*** Data under study ***

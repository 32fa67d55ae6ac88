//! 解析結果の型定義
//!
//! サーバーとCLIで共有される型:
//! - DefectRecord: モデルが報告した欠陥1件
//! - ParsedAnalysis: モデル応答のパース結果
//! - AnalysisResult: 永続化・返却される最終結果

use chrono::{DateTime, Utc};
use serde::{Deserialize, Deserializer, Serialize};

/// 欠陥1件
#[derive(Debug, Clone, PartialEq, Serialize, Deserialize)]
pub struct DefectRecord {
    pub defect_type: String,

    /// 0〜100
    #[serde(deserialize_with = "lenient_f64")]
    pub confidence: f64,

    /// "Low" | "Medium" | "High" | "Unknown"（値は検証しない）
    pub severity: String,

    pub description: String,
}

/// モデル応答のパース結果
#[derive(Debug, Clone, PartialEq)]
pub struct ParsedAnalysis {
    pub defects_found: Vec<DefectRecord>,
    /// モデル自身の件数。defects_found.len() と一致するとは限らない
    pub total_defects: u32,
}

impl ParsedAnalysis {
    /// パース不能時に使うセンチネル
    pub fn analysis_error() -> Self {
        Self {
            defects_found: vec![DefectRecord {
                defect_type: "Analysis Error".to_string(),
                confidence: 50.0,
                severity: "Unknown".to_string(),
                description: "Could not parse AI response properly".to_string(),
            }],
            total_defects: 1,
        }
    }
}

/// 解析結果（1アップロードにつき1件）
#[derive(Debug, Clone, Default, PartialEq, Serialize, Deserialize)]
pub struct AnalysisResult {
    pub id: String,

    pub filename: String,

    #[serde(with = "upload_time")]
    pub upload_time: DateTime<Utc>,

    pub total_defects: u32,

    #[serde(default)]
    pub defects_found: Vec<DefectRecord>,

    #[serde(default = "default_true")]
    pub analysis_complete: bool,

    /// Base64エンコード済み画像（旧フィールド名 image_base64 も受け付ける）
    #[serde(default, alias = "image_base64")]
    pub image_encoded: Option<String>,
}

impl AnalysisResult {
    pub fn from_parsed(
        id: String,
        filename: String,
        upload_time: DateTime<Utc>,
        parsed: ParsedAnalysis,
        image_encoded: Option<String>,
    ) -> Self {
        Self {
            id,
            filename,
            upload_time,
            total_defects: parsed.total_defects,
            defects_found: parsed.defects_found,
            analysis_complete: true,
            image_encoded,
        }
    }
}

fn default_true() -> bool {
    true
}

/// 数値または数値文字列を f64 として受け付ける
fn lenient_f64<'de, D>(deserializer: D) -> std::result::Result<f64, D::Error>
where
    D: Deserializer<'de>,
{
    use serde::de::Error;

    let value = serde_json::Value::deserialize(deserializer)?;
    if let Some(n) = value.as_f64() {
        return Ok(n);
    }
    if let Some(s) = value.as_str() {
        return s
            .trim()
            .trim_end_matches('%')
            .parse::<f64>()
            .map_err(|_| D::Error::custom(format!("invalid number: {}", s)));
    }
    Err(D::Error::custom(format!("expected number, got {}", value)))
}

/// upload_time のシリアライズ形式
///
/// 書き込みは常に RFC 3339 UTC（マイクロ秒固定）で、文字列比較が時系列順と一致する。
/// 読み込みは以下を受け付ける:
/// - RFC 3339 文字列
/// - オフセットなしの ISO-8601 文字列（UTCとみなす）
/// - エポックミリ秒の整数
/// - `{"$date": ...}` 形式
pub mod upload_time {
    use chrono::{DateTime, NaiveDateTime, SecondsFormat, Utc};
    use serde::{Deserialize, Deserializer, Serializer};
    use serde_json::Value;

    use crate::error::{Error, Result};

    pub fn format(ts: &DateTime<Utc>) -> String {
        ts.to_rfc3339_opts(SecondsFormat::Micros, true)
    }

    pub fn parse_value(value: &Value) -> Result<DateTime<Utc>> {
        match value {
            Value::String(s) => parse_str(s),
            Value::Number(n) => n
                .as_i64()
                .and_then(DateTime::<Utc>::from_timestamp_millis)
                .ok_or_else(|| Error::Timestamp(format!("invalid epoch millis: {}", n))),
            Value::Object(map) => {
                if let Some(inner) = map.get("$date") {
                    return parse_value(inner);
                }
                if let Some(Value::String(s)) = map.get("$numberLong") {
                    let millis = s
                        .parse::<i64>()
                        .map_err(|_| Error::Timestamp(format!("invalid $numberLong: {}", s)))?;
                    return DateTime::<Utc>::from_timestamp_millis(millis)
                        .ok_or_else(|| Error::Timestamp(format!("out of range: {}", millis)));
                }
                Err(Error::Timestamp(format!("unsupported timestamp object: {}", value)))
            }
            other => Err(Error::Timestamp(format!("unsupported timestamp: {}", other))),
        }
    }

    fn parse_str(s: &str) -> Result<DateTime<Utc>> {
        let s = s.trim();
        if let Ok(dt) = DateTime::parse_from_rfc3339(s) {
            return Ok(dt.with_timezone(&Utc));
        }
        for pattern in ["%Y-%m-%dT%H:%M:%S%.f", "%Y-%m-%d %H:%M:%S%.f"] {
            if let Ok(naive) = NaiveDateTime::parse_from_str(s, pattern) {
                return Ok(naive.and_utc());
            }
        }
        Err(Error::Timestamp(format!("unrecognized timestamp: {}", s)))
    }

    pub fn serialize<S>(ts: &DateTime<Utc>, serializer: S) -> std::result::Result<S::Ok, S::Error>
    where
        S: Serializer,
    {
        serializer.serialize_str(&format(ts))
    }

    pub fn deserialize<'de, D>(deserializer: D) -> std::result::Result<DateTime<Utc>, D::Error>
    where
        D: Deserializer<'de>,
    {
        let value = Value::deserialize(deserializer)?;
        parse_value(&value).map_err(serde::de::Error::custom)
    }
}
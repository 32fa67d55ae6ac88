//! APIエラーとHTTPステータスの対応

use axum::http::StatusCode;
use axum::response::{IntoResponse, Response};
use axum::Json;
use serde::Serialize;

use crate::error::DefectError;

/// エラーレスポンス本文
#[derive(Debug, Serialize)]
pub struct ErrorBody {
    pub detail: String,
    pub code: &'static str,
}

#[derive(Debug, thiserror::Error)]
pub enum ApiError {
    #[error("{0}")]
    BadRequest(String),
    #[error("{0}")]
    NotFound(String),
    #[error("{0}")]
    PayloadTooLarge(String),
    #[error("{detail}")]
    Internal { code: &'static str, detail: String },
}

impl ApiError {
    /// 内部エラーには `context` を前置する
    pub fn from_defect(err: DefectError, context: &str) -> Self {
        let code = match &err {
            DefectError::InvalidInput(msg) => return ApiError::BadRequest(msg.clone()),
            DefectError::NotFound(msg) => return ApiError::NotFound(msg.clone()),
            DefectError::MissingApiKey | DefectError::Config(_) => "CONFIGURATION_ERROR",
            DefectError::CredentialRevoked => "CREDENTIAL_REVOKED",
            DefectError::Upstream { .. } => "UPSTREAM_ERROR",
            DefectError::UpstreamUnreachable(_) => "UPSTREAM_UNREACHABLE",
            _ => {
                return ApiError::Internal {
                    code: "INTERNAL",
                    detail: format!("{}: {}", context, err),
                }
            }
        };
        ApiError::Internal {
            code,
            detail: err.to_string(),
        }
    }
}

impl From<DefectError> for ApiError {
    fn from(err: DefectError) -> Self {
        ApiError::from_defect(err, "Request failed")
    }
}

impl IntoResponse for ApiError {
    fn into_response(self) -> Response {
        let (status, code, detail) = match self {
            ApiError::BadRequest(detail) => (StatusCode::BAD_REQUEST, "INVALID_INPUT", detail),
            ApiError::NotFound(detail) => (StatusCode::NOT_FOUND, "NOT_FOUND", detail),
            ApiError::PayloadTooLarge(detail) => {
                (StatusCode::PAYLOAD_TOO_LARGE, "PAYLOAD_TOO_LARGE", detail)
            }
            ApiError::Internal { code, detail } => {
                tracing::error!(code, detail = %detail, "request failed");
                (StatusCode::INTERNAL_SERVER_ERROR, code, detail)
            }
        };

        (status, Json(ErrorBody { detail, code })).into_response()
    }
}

*** End of Data under study ***

= Your goal =
Please give a count of the lines in the records where the word "derive" occurs, with nothing besides it.

= Exercise result =
5